== Try it ==
Nothing but a number belongs in the answer: the count of lines below that contain the word "levels".

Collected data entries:

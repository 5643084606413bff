use serde::{Deserialize, Serialize};

use orgguard_auth::{
    AuthorizationContext, Membership, NewMembership, NewOrganization, OrgRole, Organization, Permission,
    PermissionMap, User,
};
use orgguard_core::{MembershipId, OrganizationId, UserId};

use crate::app::errors;

// -------------------------
// Path parameters
// -------------------------

#[derive(Debug, Deserialize)]
pub struct UserPath {
    pub user_id: UserId,
}

/// Member routes sit under the tenant prefix; the slug segment is ignored here.
#[derive(Debug, Deserialize)]
pub struct MemberPath {
    pub id: MembershipId,
}

// -------------------------
// Request DTOs
// -------------------------

#[derive(Debug, Deserialize)]
pub struct CreateOrganizationRequest {
    pub name: String,
    pub slug: Option<String>,
    pub parent_id: Option<OrganizationId>,
    pub settings: Option<serde_json::Value>,
}

impl From<CreateOrganizationRequest> for NewOrganization {
    fn from(req: CreateOrganizationRequest) -> Self {
        NewOrganization {
            name: req.name,
            slug: req.slug,
            parent_id: req.parent_id,
            settings: req.settings,
        }
    }
}

#[derive(Debug, Deserialize)]
pub struct SetParentRequest {
    /// `null` moves the organization to the root.
    pub parent_id: Option<OrganizationId>,
}

#[derive(Debug, Deserialize)]
pub struct AddMemberRequest {
    pub user_id: UserId,
    pub role: Option<OrgRole>,
    pub permissions: Option<PermissionMap>,
}

impl From<AddMemberRequest> for NewMembership {
    fn from(req: AddMemberRequest) -> Self {
        NewMembership {
            user_id: req.user_id,
            role: req.role,
            permissions: req.permissions,
            invited_by: None,
        }
    }
}

#[derive(Debug, Deserialize)]
pub struct ChangeRoleRequest {
    pub role: OrgRole,
}

/// One permission cell, in dotted form (`reports.export`).
#[derive(Debug, Deserialize)]
pub struct SetPermissionRequest {
    pub permission: String,
    pub granted: bool,
}

#[derive(Debug, Deserialize)]
pub struct SetActiveRequest {
    pub is_active: bool,
}

#[derive(Debug, Deserialize)]
pub struct ExplainQuery {
    pub permission: String,
}

pub fn parse_permission(s: &str) -> Result<Permission, axum::response::Response> {
    Permission::parse_dotted(s).ok_or_else(|| {
        errors::json_error(
            axum::http::StatusCode::UNPROCESSABLE_ENTITY,
            "invalid_permission",
            format!("unknown permission '{s}'; expected '<resource>.<action>'"),
        )
    })
}

// -------------------------
// Response DTOs
// -------------------------

#[derive(Debug, Serialize)]
pub struct UserResponse {
    pub id: UserId,
    pub email: Option<String>,
    pub display_name: Option<String>,
    pub system_role: String,
    pub is_active: bool,
}

impl From<&User> for UserResponse {
    fn from(user: &User) -> Self {
        Self {
            id: user.id,
            email: user.email.clone(),
            display_name: user.display_name.clone(),
            system_role: user.system_role.as_str().to_string(),
            is_active: user.is_active,
        }
    }
}

#[derive(Debug, Serialize)]
pub struct OrganizationResponse {
    pub id: OrganizationId,
    pub name: String,
    pub slug: String,
    pub parent_id: Option<OrganizationId>,
    pub is_active: bool,
    pub settings: serde_json::Value,
}

impl From<&Organization> for OrganizationResponse {
    fn from(org: &Organization) -> Self {
        Self {
            id: org.id,
            name: org.name.clone(),
            slug: org.slug.as_str().to_string(),
            parent_id: org.parent_id,
            is_active: org.is_active,
            settings: org.settings.clone(),
        }
    }
}

#[derive(Debug, Serialize)]
pub struct MembershipResponse {
    pub id: MembershipId,
    pub user_id: UserId,
    pub organization_id: OrganizationId,
    pub role: OrgRole,
    pub permissions: PermissionMap,
    pub is_active: bool,
    pub invited_by: Option<UserId>,
    pub joined_at: Option<chrono::DateTime<chrono::Utc>>,
    pub last_access_at: Option<chrono::DateTime<chrono::Utc>>,
}

impl From<&Membership> for MembershipResponse {
    fn from(m: &Membership) -> Self {
        Self {
            id: m.id,
            user_id: m.user_id,
            organization_id: m.organization_id,
            role: m.role,
            permissions: m.permissions,
            is_active: m.is_active,
            invited_by: m.invited_by,
            joined_at: m.joined_at,
            last_access_at: m.last_access_at,
        }
    }
}

#[derive(Debug, Serialize)]
pub struct ContextResponse {
    pub user_id: UserId,
    pub organization: OrganizationResponse,
    pub role: OrgRole,
    pub permissions: PermissionMap,
    pub bypass: bool,
}

impl From<&AuthorizationContext> for ContextResponse {
    fn from(ctx: &AuthorizationContext) -> Self {
        Self {
            user_id: ctx.user_id(),
            organization: ctx.organization().into(),
            role: ctx.role(),
            permissions: *ctx.permissions(),
            bypass: ctx.is_bypass(),
        }
    }
}
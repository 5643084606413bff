use axum::http::StatusCode;
use axum::response::IntoResponse;
use serde_json::json;

use orgguard_auth::{AccessError, AuthzError, LifecycleError, StoreError};
use orgguard_core::DomainError;

pub fn authz_error_to_response(err: &AuthzError) -> axum::response::Response {
    let status = match err {
        AuthzError::AuthenticationRequired => StatusCode::UNAUTHORIZED,
        AuthzError::TenantRequired => StatusCode::BAD_REQUEST,
        AuthzError::OrganizationNotFound => StatusCode::NOT_FOUND,
        AuthzError::AccessDenied
        | AuthzError::InsufficientRole { .. }
        | AuthzError::InsufficientPermission(_) => StatusCode::FORBIDDEN,
        AuthzError::LastOwnerViolation | AuthzError::HierarchyCycle => StatusCode::CONFLICT,
        AuthzError::HierarchyDepthExceeded { .. } => StatusCode::UNPROCESSABLE_ENTITY,
        AuthzError::HierarchyCorruption { max_depth } => {
            tracing::error!(max_depth, "organization hierarchy corruption detected");
            StatusCode::CONFLICT
        }
    };
    json_error(status, err.code(), err.to_string())
}

pub fn domain_error_to_response(err: DomainError) -> axum::response::Response {
    match err {
        DomainError::Validation(msg) => json_error(StatusCode::UNPROCESSABLE_ENTITY, "validation_error", msg),
        DomainError::InvalidId(msg) => json_error(StatusCode::UNPROCESSABLE_ENTITY, "invalid_id", msg),
        DomainError::NotFound(what) => json_error(StatusCode::NOT_FOUND, "not_found", format!("{what} not found")),
        DomainError::Conflict(msg) => json_error(StatusCode::CONFLICT, "conflict", msg),
    }
}

pub fn store_error_to_response(err: StoreError) -> axum::response::Response {
    match err {
        StoreError::NotFound(what) => json_error(StatusCode::NOT_FOUND, "not_found", format!("{what} not found")),
        StoreError::Conflict(msg) => json_error(StatusCode::CONFLICT, "conflict", msg),
        StoreError::Rejected(denial) => authz_error_to_response(&denial),
        StoreError::Backend(msg) => {
            tracing::error!(error = %msg, "directory store failure");
            json_error(StatusCode::INTERNAL_SERVER_ERROR, "store_error", "storage backend failure")
        }
    }
}

pub fn access_error_to_response(err: AccessError) -> axum::response::Response {
    match err {
        AccessError::Denied(denial) => authz_error_to_response(&denial),
        AccessError::Store(e) => store_error_to_response(e),
    }
}

pub fn lifecycle_error_to_response(err: LifecycleError) -> axum::response::Response {
    match err {
        LifecycleError::Denied(denial) => authz_error_to_response(&denial),
        LifecycleError::Invalid(e) => domain_error_to_response(e),
        LifecycleError::Store(e) => store_error_to_response(e),
    }
}

pub fn json_error(
    status: StatusCode,
    code: &'static str,
    message: impl Into<String>,
) -> axum::response::Response {
    (
        status,
        axum::Json(json!({
            "error": code,
            "message": message.into(),
        })),
    )
        .into_response()
}
use serde::Serialize;
use thiserror::Error;

use orgguard_core::{OrganizationId, UserId};

use crate::context::AuthorizationContext;
use crate::permissions::{Permission, PermissionMatrix};
use crate::roles::OrgRole;
use crate::store::StoreError;

/// Every way the authorization core can refuse a request.
///
/// All variants are recoverable by the caller and map to 4xx responses.
/// `HierarchyCorruption` additionally signals a stored invariant was broken upstream.
#[derive(Debug, Error, Clone, PartialEq, Eq)]
pub enum AuthzError {
    #[error("authentication required")]
    AuthenticationRequired,

    #[error("tenant required: no organization could be resolved from the request")]
    TenantRequired,

    #[error("organization not found")]
    OrganizationNotFound,

    #[error("access denied: no active membership in this organization")]
    AccessDenied,

    #[error("insufficient role: requires one of {}", join_roles(.allowed))]
    InsufficientRole { allowed: Vec<OrgRole> },

    #[error("insufficient permission: missing '{0}'")]
    InsufficientPermission(Permission),

    #[error("an organization must keep at least one active owner")]
    LastOwnerViolation,

    #[error("organization hierarchy is corrupt: walk exceeded {max_depth} levels")]
    HierarchyCorruption { max_depth: usize },

    #[error("organization hierarchy cycle: an organization cannot be its own ancestor")]
    HierarchyCycle,

    #[error("organization hierarchy would exceed {max_depth} levels")]
    HierarchyDepthExceeded { max_depth: usize },
}

impl AuthzError {
    /// Stable machine-readable reason code.
    pub fn code(&self) -> &'static str {
        match self {
            AuthzError::AuthenticationRequired => "authentication_required",
            AuthzError::TenantRequired => "tenant_required",
            AuthzError::OrganizationNotFound => "organization_not_found",
            AuthzError::AccessDenied => "access_denied",
            AuthzError::InsufficientRole { .. } => "insufficient_role",
            AuthzError::InsufficientPermission(_) => "insufficient_permission",
            AuthzError::LastOwnerViolation => "last_owner_violation",
            AuthzError::HierarchyCorruption { .. } => "hierarchy_corruption",
            AuthzError::HierarchyCycle => "hierarchy_cycle",
            AuthzError::HierarchyDepthExceeded { .. } => "hierarchy_depth_exceeded",
        }
    }

    /// Failures of steps 2–5 of context building, which the optional variant absorbs.
    pub fn is_tenant_resolution_failure(&self) -> bool {
        matches!(
            self,
            AuthzError::TenantRequired | AuthzError::OrganizationNotFound | AuthzError::AccessDenied
        )
    }
}

fn join_roles(roles: &[OrgRole]) -> String {
    roles
        .iter()
        .map(OrgRole::as_str)
        .collect::<Vec<_>>()
        .join(", ")
}

/// Outcome of resolving or enforcing access: a denial, or a store that could not answer.
#[derive(Debug, Error, Clone, PartialEq, Eq)]
pub enum AccessError {
    #[error(transparent)]
    Denied(#[from] AuthzError),

    #[error(transparent)]
    Store(StoreError),
}

impl From<StoreError> for AccessError {
    fn from(err: StoreError) -> Self {
        match err {
            StoreError::Rejected(denial) => AccessError::Denied(denial),
            other => AccessError::Store(other),
        }
    }
}

impl AccessError {
    pub fn denial(&self) -> Option<&AuthzError> {
        match self {
            AccessError::Denied(d) => Some(d),
            AccessError::Store(_) => None,
        }
    }
}

// ─────────────────────────────────────────────────────────────────────────────
// Authorization Explanation (Audit Trail)
// ─────────────────────────────────────────────────────────────────────────────

/// Detailed explanation of a permission decision inside a resolved context.
#[derive(Debug, Clone, Serialize)]
pub struct AuthorizationExplanation {
    pub required_permission: String,
    pub granted: bool,
    pub source: GrantSource,
    pub reason: String,
    pub principal: PrincipalState,
    pub denial_reason: Option<DenialReason>,
}

/// Where a granted permission came from.
#[derive(Debug, Clone, Copy, PartialEq, Eq, Serialize)]
#[serde(rename_all = "snake_case")]
pub enum GrantSource {
    SystemBypass,
    RoleDefault,
    CustomGrant,
    NotGranted,
}

#[derive(Debug, Clone, Serialize)]
pub struct PrincipalState {
    pub user_id: UserId,
    pub organization_id: OrganizationId,
    pub role: OrgRole,
    pub bypass: bool,
    pub effective_permissions: Vec<String>,
    pub custom_grants: Vec<String>,
    pub custom_revocations: Vec<String>,
}

#[derive(Debug, Clone, Serialize)]
pub struct DenialReason {
    pub code: &'static str,
    pub message: String,
    pub suggestions: Vec<String>,
}

/// Explain why `required` is (or is not) granted in `ctx`.
///
/// Answers "why was this request allowed/denied?" without re-running any IO.
pub fn explain_permission(ctx: &AuthorizationContext, required: Permission) -> AuthorizationExplanation {
    let defaults = PermissionMatrix::defaults(ctx.role());
    let effective = ctx.permissions();
    let required_str = required.to_string();

    let principal = PrincipalState {
        user_id: ctx.user_id(),
        organization_id: ctx.organization().id,
        role: ctx.role(),
        bypass: ctx.is_bypass(),
        effective_permissions: effective.granted().iter().map(ToString::to_string).collect(),
        custom_grants: effective.grants_beyond(&defaults).iter().map(ToString::to_string).collect(),
        custom_revocations: effective
            .revocations_from(&defaults)
            .iter()
            .map(ToString::to_string)
            .collect(),
    };

    let source = if ctx.is_bypass() {
        GrantSource::SystemBypass
    } else if !effective.allows(required) {
        GrantSource::NotGranted
    } else if defaults.allows(required) {
        GrantSource::RoleDefault
    } else {
        GrantSource::CustomGrant
    };

    let (reason, denial_reason) = match source {
        GrantSource::SystemBypass => (
            format!("System role '{}' bypasses organization membership", ctx.system_role()),
            None,
        ),
        GrantSource::RoleDefault => (
            format!("Role '{}' grants '{}' by default", ctx.role(), required_str),
            None,
        ),
        GrantSource::CustomGrant => (
            format!("'{}' was granted to this membership as a custom override", required_str),
            None,
        ),
        GrantSource::NotGranted => {
            let mut suggestions = Vec::new();
            let granting_roles: Vec<&str> = OrgRole::ALL
                .iter()
                .filter(|r| PermissionMatrix::defaults(**r).allows(required))
                .map(OrgRole::as_str)
                .collect();
            if defaults.allows(required) {
                suggestions.push(format!(
                    "'{}' is a default of role '{}' but was revoked on this membership; re-grant it",
                    required_str,
                    ctx.role()
                ));
            } else {
                suggestions.push(format!("Assign one of the roles granting it by default: {granting_roles:?}"));
                suggestions.push(format!("Grant '{required_str}' to the membership as a custom override"));
            }
            (
                format!("Membership with role '{}' does not hold '{}'", ctx.role(), required_str),
                Some(DenialReason {
                    code: AuthzError::InsufficientPermission(required).code(),
                    message: format!("Missing required permission: '{required_str}'"),
                    suggestions,
                }),
            )
        }
    };

    AuthorizationExplanation {
        required_permission: required_str,
        granted: source != GrantSource::NotGranted,
        source,
        reason,
        principal,
        denial_reason,
    }
}
use orgguard_auth::membership::ensure_owner_retained;
use orgguard_auth::{
    AuthzError, DirectoryStore, Membership, OrgRole, Organization, PermissionMap, Slug, StoreError, SystemRole, User,
};
use orgguard_core::{MembershipId, OrganizationId, UserId};

/// Key of the advisory lock serializing hierarchy writes ("orgguard" in ASCII).
const HIERARCHY_LOCK_KEY: i64 = 0x6f72_6767_7561_7264;

const SCHEMA: &[&str] = &[
    r#"
    CREATE TABLE IF NOT EXISTS users (
        id UUID PRIMARY KEY,
        external_id TEXT NOT NULL UNIQUE,
        email TEXT,
        display_name TEXT,
        system_role TEXT NOT NULL DEFAULT 'user',
        is_active BOOLEAN NOT NULL DEFAULT TRUE,
        deleted_at TIMESTAMPTZ,
        created_at TIMESTAMPTZ NOT NULL DEFAULT now()
    )
    "#,
    r#"
    CREATE TABLE IF NOT EXISTS organizations (
        id UUID PRIMARY KEY,
        name TEXT NOT NULL,
        slug TEXT NOT NULL UNIQUE,
        parent_id UUID REFERENCES organizations(id),
        is_active BOOLEAN NOT NULL DEFAULT TRUE,
        settings JSONB NOT NULL DEFAULT '{}'::jsonb,
        deleted_at TIMESTAMPTZ,
        created_at TIMESTAMPTZ NOT NULL DEFAULT now(),
        updated_at TIMESTAMPTZ NOT NULL DEFAULT now(),
        CHECK (parent_id IS NULL OR parent_id <> id)
    )
    "#,
    "CREATE INDEX IF NOT EXISTS organizations_parent_idx ON organizations (parent_id)",
    r#"
    CREATE TABLE IF NOT EXISTS memberships (
        id UUID PRIMARY KEY,
        user_id UUID NOT NULL REFERENCES users(id),
        organization_id UUID NOT NULL REFERENCES organizations(id),
        role TEXT NOT NULL DEFAULT 'employee',
        permissions JSONB NOT NULL,
        is_active BOOLEAN NOT NULL DEFAULT TRUE,
        invited_by UUID REFERENCES users(id),
        invited_at TIMESTAMPTZ,
        joined_at TIMESTAMPTZ,
        last_access_at TIMESTAMPTZ,
        created_at TIMESTAMPTZ NOT NULL DEFAULT now(),
        updated_at TIMESTAMPTZ NOT NULL DEFAULT now(),
        UNIQUE (user_id, organization_id)
    )
    "#,
    "CREATE INDEX IF NOT EXISTS memberships_organization_idx ON memberships (organization_id)",
];

const USER_COLUMNS: &str = "id, external_id, email, display_name, system_role, is_active, deleted_at, created_at";

const ORGANIZATION_COLUMNS: &str =
    "id, name, slug, parent_id, is_active, settings, deleted_at, created_at, updated_at";

const MEMBERSHIP_COLUMNS: &str = "id, user_id, organization_id, role, permissions, is_active, invited_by, \
     invited_at, joined_at, last_access_at, created_at, updated_at";

/// Postgres-backed directory of users, organizations and memberships.
///
/// `Send + Sync`; all operations go through the SQLx pool.
#[derive(Debug, Clone)]
pub struct PostgresDirectoryStore {
    pool: Arc<PgPool>,
}

impl PostgresDirectoryStore {
    pub fn new(pool: PgPool) -> Self {
        Self { pool: Arc::new(pool) }
    }

    /// Create tables and indexes when missing.
    #[instrument(skip(self), err)]
    pub async fn migrate(&self) -> Result<(), StoreError> {
        for statement in SCHEMA {
            sqlx::query(statement)
                .execute(&*self.pool)
                .await
                .map_err(|e| map_sqlx_error("migrate", e))?;
        }
        Ok(())
    }

    async fn lock_organization(
        tx: &mut Transaction<'_, Postgres>,
        organization_id: OrganizationId,
    ) -> Result<(), StoreError> {
        sqlx::query("SELECT id FROM organizations WHERE id = $1 FOR UPDATE")
            .bind(organization_id.as_uuid())
            .fetch_optional(&mut **tx)
            .await
            .map_err(|e| map_sqlx_error("lock_organization", e))?
            .ok_or(StoreError::NotFound("organization"))?;
        Ok(())
    }

    /// Current row and the count of other active owners, read under the organization lock.
    async fn owner_snapshot(
        tx: &mut Transaction<'_, Postgres>,
        id: MembershipId,
    ) -> Result<(Membership, usize), StoreError> {
        let organization_id: Uuid = sqlx::query("SELECT organization_id FROM memberships WHERE id = $1")
            .bind(id.as_uuid())
            .fetch_optional(&mut **tx)
            .await
            .map_err(|e| map_sqlx_error("membership_organization", e))?
            .ok_or(StoreError::NotFound("membership"))?
            .try_get("organization_id")
            .map_err(|e| decode_error("membership_organization", e))?;

        Self::lock_organization(tx, OrganizationId::from_uuid(organization_id)).await?;

        let row = sqlx::query(&format!(
            "SELECT {MEMBERSHIP_COLUMNS} FROM memberships WHERE id = $1 FOR UPDATE"
        ))
        .bind(id.as_uuid())
        .fetch_optional(&mut **tx)
        .await
        .map_err(|e| map_sqlx_error("membership_for_update", e))?
        .ok_or(StoreError::NotFound("membership"))?;
        let current = membership_from_row(&row)?;

        let others: i64 = sqlx::query(
            r#"
            SELECT COUNT(*) AS owners
            FROM memberships
            WHERE organization_id = $1 AND id <> $2 AND role = 'owner' AND is_active
            "#,
        )
        .bind(current.organization_id.as_uuid())
        .bind(id.as_uuid())
        .fetch_one(&mut **tx)
        .await
        .map_err(|e| map_sqlx_error("count_owners", e))?
        .try_get("owners")
        .map_err(|e| decode_error("count_owners", e))?;

        Ok((current, usize::try_from(others).unwrap_or(0)))
    }
}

== Exercise output ==
2